Tag: Haiti

  • An uphill climb?  International Trade for Boosting Post-COVID-19 Growth in Least Developed Countries

    Lucius S.J. Doxerie – Guest contributor

    Lucius S.J. Doxerie

    The Covid-19 pandemic severely impacted/devasted the economies of countries that have been classified as ‘least developed’ by the international arena. It has prompted me to take a closer look at the ideation of resilience amid global shocks and market failures.

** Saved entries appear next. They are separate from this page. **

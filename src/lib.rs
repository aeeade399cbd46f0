//! update-sealer - seals a cloud storage API token for the game's updater
//!
//! The game updates itself from a folder on a cloud disk and needs an API
//! token to do so. This crate checks a token against that folder, then
//! encrypts it under a key derived from an operator passphrase and writes
//! the game's update data.
//!
//! # Architecture
//!
//! The crate is organized into the following modules:
//!
//! - `config`: Base directory resolution and settings
//! - `error`: Custom error types
//! - `crypto`: Key index and key derivation, Fernet token sealing
//! - `storage`: Output directory guard and artifact writes
//! - `services`: The sealing protocol
//! - `remote`: Reachability check against the storage API
//! - `setup`: Session state machine and interactive wizard
//! - `cli`: Command handlers
//!
//! # Example
//!
//! ```rust,ignore
//! use update_sealer::config::SealerPaths;
//! use update_sealer::services::SealingService;
//!
//! let paths = SealerPaths::new()?;
//! let dir = paths.update_data_dir();
//! let artifacts = SealingService::new(&dir, "1.0").seal("token", "passphrase")?;
//! ```

pub mod cli;
pub mod config;
pub mod crypto;
pub mod error;
pub mod remote;
pub mod services;
pub mod setup;
pub mod storage;

pub use error::{SealerError, SealerResult};
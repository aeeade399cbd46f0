//! Cryptographic functions for update-sealer
//!
//! Derives the key index and the encryption key from a passphrase with
//! SHA-256, and seals the API token as a Fernet token.

pub mod encryption;
pub mod key_derivation;
pub mod secure_memory;

pub use encryption::{open_token, seal_token, SealedToken};
pub use key_derivation::{derive_index, derive_key, DerivedIndex, DerivedKey, KEY_LEN};
pub use secure_memory::SecureString;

    The aim of this brief article is to examine the role of trade in boosting economic growth of least developed countries (LDCs) such as Haiti, Liberia and Timor-Leste. Special attention will be diverted to the type of preferential treatment received and the trade policies needed to increase the growth prospects in a post-Covid period. We first need to highlight the current situation with regard to trade amongst LDC countries as underscored by the World Trade Organisation (WTO) and will posit possible solutions to facilitate an amelioration of trade.

    According to (WTO 2022:5) “The top ten LDC exporters represented more than 80 per cent of LDC merchandise exports in 2011; this declined to 73 per cent in 2020. LDC exports continue to be concentrated in five major destination markets: China, the European Union, the United States, India and Thailand.”.

    As early as the 1930’s, discussion around the benefits of lessening restrictions to international trade and investment was actively happening among countries. In 1948, an international agreement was established among countries to reduce barriers to trade. After eight rounds of meetings, a General Agreement on Tariffs and Trade (GATT) was formed, and in 1995, the World Trade Ogranisation (WTO) was established. The WTO is an international trade governing body that is tasked with monitoring, enforcing and liberalizing trade amongst countries (Suranovic 2010).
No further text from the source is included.